▶ WHAT IS NEEDED:
From the records below, extract only the lines running from the line with "response.extensions_mut().insert(context);" to the line with "let terminate = async", both lines included, reproducing them exactly.

▶ Recorded data:
----
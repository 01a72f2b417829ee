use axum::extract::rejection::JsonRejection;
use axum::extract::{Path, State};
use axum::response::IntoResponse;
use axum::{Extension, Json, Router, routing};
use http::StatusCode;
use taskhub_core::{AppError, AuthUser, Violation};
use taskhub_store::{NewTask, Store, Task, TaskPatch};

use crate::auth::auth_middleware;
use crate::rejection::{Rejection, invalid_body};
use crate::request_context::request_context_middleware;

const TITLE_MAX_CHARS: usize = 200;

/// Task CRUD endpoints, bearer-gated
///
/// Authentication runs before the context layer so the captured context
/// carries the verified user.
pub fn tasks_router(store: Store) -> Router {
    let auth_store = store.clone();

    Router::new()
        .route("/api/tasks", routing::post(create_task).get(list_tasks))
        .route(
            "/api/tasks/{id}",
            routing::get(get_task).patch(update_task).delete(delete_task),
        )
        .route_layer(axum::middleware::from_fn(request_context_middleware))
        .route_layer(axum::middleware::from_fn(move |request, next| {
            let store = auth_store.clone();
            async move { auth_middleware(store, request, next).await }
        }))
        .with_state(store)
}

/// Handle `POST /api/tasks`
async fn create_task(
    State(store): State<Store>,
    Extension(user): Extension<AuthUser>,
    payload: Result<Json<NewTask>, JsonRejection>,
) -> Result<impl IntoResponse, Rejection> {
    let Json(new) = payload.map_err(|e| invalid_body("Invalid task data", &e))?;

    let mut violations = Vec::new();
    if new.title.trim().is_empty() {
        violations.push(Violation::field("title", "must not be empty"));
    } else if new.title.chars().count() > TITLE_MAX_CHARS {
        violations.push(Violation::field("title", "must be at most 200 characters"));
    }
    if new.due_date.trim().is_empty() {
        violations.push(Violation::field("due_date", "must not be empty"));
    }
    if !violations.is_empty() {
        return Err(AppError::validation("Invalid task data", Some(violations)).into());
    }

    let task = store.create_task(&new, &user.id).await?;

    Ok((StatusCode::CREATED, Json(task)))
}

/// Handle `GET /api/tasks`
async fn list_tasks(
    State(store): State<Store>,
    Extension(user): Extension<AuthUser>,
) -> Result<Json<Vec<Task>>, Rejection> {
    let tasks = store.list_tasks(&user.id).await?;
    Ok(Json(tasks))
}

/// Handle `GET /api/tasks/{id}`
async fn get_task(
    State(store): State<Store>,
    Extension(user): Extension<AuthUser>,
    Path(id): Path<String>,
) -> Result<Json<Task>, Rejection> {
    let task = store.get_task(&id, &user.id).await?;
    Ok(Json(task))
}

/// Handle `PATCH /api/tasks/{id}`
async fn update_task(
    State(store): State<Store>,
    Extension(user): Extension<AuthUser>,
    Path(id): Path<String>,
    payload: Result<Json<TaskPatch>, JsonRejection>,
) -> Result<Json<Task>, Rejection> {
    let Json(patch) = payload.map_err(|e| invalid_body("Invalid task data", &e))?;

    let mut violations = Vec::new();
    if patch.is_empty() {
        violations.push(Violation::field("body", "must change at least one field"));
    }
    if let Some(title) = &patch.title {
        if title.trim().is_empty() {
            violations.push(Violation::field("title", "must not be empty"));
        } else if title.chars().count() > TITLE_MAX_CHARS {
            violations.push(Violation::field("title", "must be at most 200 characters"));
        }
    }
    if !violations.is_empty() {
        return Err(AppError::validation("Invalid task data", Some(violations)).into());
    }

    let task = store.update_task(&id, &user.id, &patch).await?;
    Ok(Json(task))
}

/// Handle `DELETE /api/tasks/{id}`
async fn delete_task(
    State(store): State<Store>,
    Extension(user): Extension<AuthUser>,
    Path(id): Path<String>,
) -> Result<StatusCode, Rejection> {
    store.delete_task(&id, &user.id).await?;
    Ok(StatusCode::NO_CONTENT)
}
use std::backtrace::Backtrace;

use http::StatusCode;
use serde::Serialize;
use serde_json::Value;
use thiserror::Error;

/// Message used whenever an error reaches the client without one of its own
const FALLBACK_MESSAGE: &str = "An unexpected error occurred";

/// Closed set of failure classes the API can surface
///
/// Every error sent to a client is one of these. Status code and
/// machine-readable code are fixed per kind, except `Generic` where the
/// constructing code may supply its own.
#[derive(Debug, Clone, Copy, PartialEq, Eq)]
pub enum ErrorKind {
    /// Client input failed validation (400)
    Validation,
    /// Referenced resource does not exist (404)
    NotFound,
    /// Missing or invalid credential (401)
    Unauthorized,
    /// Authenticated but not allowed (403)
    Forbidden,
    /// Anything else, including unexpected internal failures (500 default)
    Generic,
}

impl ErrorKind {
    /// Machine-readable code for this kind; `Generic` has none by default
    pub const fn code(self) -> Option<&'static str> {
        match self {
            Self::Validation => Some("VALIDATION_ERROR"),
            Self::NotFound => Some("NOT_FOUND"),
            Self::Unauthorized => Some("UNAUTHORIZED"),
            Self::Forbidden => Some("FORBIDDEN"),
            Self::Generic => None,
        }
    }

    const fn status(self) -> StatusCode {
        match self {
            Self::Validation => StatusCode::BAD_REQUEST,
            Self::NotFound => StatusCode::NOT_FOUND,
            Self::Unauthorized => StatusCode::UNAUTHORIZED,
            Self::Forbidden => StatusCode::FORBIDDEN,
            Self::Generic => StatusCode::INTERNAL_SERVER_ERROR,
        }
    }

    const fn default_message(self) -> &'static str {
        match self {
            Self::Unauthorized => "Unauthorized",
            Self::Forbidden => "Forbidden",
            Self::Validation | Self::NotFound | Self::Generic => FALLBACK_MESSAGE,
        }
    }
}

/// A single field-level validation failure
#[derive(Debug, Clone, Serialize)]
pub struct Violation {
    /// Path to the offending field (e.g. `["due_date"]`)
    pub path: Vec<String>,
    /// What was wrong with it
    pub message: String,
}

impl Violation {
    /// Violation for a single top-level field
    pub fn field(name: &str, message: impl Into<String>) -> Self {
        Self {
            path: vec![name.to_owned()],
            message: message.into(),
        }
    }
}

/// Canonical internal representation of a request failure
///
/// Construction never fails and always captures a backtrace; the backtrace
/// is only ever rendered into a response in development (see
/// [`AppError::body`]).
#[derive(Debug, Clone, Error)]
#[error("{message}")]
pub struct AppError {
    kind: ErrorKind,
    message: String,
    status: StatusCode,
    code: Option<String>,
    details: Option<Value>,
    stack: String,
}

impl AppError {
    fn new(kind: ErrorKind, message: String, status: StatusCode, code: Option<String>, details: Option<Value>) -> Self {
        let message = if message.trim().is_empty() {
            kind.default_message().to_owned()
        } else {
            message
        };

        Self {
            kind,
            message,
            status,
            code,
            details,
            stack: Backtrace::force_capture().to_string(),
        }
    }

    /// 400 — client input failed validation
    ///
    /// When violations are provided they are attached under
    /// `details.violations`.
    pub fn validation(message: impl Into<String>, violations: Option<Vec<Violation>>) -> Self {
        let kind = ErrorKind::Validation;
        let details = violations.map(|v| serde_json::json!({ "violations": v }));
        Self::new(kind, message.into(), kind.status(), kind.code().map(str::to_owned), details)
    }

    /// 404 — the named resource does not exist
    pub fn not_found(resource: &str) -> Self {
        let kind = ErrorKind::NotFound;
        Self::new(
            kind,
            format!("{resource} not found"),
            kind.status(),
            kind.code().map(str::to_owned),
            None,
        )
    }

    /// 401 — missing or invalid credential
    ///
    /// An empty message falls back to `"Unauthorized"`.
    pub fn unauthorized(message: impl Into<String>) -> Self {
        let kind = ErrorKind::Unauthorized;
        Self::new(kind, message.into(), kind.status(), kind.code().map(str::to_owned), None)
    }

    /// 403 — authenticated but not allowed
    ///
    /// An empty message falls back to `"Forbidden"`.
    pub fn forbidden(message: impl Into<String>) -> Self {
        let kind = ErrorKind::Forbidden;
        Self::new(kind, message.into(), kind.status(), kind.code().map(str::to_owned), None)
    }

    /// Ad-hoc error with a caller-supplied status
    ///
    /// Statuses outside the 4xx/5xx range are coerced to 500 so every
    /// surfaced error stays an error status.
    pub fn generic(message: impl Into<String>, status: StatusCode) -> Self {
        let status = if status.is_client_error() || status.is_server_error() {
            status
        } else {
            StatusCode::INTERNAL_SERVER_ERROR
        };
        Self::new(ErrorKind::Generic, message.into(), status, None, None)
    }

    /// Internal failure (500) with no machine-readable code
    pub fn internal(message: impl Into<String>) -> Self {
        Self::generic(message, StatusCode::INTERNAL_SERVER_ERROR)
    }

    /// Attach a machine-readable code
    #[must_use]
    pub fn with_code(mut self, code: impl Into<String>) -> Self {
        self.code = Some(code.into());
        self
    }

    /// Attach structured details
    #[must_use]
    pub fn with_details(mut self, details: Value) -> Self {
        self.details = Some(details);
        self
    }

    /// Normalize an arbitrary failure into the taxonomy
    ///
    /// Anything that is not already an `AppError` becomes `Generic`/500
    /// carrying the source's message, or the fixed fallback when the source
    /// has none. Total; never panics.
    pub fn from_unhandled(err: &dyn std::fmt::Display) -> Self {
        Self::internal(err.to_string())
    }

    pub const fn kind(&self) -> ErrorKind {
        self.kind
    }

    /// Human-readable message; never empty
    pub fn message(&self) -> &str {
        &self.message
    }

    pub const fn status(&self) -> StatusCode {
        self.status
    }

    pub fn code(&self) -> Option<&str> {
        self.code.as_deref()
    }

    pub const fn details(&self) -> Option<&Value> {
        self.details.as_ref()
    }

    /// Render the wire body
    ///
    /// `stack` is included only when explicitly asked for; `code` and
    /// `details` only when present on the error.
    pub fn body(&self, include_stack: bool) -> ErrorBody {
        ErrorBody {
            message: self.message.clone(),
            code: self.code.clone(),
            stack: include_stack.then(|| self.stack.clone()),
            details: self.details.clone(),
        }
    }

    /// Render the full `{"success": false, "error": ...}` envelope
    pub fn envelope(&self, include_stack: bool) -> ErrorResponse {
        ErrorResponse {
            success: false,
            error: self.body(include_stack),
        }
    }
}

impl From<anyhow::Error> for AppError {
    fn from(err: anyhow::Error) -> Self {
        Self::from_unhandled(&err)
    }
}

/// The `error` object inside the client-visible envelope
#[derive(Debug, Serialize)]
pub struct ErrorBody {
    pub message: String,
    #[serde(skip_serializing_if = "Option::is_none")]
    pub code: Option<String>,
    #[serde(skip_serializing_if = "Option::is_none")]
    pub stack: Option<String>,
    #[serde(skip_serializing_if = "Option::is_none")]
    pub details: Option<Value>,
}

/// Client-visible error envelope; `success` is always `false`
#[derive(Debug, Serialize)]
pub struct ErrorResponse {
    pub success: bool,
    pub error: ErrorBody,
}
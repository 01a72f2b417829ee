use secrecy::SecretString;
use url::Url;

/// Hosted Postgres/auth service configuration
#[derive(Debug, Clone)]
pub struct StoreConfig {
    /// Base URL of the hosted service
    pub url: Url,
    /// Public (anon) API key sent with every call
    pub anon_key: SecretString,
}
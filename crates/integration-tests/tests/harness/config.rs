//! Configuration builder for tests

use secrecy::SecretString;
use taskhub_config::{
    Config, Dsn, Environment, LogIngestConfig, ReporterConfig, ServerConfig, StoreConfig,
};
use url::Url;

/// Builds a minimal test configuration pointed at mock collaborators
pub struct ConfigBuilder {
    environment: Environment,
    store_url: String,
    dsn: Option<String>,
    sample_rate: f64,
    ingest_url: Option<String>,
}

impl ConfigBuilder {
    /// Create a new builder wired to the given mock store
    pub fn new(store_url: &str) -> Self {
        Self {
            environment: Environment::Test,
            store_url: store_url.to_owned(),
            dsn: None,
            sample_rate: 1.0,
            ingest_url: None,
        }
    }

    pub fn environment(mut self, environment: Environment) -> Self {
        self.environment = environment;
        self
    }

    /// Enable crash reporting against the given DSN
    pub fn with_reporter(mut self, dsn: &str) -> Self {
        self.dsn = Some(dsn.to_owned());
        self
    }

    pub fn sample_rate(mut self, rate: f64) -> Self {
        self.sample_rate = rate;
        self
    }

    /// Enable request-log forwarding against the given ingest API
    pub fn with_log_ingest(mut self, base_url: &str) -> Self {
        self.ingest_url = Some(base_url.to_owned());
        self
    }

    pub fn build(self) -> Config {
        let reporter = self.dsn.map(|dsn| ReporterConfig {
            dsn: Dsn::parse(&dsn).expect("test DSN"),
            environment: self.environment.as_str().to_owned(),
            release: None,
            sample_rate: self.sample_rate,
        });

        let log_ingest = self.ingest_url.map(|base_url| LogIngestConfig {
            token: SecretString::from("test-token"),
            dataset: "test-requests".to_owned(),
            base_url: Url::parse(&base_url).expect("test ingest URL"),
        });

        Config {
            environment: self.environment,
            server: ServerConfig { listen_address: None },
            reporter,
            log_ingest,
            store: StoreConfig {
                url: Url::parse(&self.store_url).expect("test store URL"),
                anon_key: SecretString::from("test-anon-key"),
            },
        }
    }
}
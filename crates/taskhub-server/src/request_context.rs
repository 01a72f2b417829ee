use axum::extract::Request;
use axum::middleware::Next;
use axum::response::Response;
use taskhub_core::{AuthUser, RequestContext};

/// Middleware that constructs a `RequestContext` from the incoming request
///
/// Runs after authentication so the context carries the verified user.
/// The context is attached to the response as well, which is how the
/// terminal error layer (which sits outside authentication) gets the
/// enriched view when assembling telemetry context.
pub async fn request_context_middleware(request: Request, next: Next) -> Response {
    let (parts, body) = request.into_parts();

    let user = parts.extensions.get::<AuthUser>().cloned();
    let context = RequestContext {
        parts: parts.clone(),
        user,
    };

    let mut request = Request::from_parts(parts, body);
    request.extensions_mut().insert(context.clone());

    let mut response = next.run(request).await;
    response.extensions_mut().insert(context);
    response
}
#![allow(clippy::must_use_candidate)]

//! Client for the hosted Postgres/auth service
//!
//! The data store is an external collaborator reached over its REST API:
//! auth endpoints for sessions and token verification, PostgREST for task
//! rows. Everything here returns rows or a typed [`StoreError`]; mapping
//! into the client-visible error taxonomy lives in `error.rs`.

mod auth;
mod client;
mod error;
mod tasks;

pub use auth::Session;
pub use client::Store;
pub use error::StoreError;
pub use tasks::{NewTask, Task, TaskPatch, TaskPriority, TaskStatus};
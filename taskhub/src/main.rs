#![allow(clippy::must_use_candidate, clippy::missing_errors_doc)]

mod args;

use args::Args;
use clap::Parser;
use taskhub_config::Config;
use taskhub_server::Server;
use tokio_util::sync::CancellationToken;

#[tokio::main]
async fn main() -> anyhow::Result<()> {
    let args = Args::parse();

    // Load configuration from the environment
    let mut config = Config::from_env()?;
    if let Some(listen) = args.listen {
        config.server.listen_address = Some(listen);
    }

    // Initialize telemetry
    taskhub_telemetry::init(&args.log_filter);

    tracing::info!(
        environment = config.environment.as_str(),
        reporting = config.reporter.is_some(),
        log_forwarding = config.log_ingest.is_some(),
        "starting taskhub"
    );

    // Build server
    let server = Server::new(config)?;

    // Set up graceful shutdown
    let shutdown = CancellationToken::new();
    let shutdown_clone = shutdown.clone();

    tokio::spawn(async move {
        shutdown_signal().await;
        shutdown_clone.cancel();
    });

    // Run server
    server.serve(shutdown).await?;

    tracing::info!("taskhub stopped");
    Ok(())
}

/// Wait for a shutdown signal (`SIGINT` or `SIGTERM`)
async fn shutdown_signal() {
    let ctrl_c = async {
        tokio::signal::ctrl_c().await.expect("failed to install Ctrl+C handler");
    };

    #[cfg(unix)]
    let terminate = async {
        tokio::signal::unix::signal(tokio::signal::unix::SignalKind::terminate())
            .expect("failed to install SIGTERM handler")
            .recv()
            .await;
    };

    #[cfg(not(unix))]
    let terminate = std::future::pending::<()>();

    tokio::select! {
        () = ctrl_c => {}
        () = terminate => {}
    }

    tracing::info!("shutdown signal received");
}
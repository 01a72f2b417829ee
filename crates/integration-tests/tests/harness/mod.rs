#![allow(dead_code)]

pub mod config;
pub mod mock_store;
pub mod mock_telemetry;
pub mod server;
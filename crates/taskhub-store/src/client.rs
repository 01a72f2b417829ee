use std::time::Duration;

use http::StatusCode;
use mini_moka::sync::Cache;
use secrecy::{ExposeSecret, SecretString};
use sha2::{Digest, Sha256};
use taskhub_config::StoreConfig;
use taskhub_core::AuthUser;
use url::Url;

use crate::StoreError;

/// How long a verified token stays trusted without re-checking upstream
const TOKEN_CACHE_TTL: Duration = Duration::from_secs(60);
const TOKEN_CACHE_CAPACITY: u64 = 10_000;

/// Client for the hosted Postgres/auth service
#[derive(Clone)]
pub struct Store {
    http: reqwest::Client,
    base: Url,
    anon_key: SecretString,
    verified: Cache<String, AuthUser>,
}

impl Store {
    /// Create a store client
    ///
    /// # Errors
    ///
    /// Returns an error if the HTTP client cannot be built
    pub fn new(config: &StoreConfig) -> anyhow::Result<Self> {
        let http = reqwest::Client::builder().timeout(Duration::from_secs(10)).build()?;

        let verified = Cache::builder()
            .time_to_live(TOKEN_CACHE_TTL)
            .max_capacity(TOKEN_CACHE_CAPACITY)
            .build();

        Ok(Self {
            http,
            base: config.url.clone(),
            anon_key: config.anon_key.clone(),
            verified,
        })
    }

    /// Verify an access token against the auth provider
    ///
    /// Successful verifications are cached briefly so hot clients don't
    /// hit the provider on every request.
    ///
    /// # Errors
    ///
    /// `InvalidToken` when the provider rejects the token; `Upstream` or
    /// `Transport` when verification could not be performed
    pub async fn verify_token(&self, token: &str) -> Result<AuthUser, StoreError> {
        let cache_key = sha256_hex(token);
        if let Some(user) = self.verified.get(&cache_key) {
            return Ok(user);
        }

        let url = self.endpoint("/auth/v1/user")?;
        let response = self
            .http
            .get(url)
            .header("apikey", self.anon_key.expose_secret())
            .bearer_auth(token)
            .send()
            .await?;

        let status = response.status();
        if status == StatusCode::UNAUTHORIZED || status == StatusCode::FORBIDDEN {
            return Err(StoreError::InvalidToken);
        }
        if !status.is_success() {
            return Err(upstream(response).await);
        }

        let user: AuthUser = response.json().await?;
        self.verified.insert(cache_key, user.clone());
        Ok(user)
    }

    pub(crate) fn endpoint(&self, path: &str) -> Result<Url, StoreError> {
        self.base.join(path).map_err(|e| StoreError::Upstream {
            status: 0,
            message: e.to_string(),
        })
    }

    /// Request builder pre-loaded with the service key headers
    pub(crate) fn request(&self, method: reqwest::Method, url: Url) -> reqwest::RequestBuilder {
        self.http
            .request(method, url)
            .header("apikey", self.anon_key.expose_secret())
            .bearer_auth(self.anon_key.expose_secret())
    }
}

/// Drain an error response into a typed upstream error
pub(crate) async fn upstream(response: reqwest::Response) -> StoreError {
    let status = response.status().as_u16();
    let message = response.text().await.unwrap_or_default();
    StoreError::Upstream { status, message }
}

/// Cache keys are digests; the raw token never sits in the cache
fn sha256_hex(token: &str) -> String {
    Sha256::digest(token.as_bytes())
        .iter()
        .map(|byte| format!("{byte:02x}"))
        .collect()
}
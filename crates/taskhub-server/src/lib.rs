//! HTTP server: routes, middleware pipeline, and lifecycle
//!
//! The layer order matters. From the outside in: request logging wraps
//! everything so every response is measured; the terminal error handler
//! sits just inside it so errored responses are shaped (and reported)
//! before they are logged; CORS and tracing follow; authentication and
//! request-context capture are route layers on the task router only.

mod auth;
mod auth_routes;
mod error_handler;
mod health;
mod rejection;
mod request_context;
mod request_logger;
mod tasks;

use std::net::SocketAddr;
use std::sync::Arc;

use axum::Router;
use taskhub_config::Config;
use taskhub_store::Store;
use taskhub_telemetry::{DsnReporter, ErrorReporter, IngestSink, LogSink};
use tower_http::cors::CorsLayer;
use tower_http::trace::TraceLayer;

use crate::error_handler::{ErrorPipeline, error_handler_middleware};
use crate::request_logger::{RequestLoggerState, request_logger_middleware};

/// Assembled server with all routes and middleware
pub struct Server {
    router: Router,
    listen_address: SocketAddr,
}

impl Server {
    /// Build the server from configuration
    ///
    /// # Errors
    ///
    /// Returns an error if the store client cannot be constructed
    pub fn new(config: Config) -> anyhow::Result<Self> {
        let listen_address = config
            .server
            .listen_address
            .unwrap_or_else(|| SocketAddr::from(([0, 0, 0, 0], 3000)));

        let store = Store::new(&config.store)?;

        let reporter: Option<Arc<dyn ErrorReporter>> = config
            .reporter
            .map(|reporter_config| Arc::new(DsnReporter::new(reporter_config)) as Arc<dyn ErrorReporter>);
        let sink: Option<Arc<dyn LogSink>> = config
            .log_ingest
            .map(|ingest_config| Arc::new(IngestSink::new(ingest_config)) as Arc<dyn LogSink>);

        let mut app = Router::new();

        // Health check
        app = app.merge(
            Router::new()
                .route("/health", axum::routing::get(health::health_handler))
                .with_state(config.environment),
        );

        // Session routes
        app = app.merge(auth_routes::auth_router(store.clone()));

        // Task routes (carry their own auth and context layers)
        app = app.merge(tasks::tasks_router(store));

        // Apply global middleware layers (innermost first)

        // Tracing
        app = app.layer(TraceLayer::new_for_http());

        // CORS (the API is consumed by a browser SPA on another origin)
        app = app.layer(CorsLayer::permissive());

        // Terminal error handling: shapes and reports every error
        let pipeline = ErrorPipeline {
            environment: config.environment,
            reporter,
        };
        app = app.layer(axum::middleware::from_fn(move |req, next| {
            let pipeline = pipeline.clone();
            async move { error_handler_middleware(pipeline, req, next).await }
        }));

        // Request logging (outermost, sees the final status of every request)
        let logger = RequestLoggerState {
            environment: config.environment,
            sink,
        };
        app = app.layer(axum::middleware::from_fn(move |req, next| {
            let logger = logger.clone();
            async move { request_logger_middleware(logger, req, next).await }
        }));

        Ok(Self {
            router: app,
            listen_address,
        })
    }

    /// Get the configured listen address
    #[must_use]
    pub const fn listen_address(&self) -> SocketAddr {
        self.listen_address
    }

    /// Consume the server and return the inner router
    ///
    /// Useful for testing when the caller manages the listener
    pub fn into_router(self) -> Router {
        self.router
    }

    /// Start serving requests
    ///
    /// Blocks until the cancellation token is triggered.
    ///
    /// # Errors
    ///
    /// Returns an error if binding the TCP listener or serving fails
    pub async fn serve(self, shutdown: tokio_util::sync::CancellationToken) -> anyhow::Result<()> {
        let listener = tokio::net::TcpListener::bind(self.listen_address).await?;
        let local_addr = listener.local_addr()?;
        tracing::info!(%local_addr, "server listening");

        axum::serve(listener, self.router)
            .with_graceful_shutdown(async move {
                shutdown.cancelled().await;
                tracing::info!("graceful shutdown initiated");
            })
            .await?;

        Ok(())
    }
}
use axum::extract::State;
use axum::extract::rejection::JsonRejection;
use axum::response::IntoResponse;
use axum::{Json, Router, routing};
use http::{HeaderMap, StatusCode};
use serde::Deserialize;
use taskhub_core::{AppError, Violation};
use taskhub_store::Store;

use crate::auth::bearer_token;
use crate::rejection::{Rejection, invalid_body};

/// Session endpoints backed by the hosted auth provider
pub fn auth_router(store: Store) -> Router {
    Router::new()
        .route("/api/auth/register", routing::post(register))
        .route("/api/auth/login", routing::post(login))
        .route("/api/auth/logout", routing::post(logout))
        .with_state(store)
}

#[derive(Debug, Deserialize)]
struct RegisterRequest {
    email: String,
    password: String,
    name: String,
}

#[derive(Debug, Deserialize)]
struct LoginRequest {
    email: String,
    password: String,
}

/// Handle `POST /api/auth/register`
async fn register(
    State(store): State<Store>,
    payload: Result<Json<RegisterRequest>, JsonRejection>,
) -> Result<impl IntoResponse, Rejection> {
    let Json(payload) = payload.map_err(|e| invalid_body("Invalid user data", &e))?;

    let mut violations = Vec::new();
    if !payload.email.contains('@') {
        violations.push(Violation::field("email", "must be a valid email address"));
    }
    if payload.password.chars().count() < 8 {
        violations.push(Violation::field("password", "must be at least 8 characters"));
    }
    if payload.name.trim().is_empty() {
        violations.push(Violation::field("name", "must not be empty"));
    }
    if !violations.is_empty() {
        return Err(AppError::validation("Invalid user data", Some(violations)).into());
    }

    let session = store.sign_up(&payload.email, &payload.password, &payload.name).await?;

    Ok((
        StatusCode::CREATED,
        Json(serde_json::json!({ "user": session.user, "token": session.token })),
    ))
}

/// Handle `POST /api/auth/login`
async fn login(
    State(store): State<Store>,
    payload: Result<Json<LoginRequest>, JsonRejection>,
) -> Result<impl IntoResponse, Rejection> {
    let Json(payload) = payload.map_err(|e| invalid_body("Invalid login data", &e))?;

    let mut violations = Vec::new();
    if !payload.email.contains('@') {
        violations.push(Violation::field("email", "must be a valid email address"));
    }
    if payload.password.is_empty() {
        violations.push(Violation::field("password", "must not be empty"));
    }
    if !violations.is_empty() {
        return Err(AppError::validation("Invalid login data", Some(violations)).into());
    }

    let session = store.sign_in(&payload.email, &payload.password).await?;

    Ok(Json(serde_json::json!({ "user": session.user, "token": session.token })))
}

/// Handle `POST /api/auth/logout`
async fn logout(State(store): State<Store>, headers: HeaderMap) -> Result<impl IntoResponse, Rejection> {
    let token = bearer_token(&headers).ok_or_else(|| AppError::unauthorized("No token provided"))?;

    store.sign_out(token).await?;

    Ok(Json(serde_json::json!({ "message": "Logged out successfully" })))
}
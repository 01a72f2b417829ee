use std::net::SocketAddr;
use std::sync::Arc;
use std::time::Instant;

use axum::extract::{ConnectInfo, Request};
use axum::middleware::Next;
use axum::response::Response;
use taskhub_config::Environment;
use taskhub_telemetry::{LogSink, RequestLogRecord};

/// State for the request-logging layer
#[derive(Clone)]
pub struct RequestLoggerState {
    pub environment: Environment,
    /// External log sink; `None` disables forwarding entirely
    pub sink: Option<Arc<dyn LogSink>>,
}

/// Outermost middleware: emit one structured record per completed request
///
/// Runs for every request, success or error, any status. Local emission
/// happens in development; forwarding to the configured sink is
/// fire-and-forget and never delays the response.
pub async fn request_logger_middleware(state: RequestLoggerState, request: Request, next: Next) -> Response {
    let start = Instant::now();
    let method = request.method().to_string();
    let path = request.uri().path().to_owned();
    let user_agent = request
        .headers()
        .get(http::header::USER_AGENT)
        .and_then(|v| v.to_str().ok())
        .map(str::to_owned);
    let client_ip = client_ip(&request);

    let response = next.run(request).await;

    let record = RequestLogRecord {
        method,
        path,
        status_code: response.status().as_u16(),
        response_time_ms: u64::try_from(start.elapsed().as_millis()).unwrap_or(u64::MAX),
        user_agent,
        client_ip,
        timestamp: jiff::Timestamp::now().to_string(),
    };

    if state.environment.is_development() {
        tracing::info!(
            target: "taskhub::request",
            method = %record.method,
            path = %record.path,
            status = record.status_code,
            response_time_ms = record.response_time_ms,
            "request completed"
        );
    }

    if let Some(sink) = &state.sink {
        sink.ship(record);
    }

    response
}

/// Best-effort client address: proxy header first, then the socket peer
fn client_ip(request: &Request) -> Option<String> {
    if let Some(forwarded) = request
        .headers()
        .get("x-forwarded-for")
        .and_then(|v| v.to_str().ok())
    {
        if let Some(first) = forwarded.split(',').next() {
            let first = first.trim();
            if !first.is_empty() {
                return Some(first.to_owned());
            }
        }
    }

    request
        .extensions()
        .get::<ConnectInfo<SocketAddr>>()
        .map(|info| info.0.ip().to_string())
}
----
▶ RESULT FOR THIS EXERCISE:
    response.extensions_mut().insert(context);
    response
}
#![allow(clippy::must_use_candidate)]

//! Client for the hosted Postgres/auth service
//!
//! The data store is an external collaborator reached over its REST API:
//! auth endpoints for sessions and token verification, PostgREST for task
//! rows. Everything here returns rows or a typed [`StoreError`]; mapping
//! into the client-visible error taxonomy lives in `error.rs`.

mod auth;
mod client;
mod error;
mod tasks;

pub use auth::Session;
pub use client::Store;
pub use error::StoreError;
pub use tasks::{NewTask, Task, TaskPatch, TaskPriority, TaskStatus};
filename taskhub/src/main.rs
#![allow(clippy::must_use_candidate, clippy::missing_errors_doc)]

mod args;

use args::Args;
use clap::Parser;
use taskhub_config::Config;
use taskhub_server::Server;
use tokio_util::sync::CancellationToken;

#[tokio::main]
async fn main() -> anyhow::Result<()> {
    let args = Args::parse();

    // Load configuration from the environment
    let mut config = Config::from_env()?;
    if let Some(listen) = args.listen {
        config.server.listen_address = Some(listen);
    }

    // Initialize telemetry
    taskhub_telemetry::init(&args.log_filter);

    tracing::info!(
        environment = config.environment.as_str(),
        reporting = config.reporter.is_some(),
        log_forwarding = config.log_ingest.is_some(),
        "starting taskhub"
    );

    // Build server
    let server = Server::new(config)?;

    // Set up graceful shutdown
    let shutdown = CancellationToken::new();
    let shutdown_clone = shutdown.clone();

    tokio::spawn(async move {
        shutdown_signal().await;
        shutdown_clone.cancel();
    });

    // Run server
    server.serve(shutdown).await?;

    tracing::info!("taskhub stopped");
    Ok(())
}

/// Wait for a shutdown signal (`SIGINT` or `SIGTERM`)
async fn shutdown_signal() {
    let ctrl_c = async {
        tokio::signal::ctrl_c().await.expect("failed to install Ctrl+C handler");
    };

    #[cfg(unix)]
    let terminate = async {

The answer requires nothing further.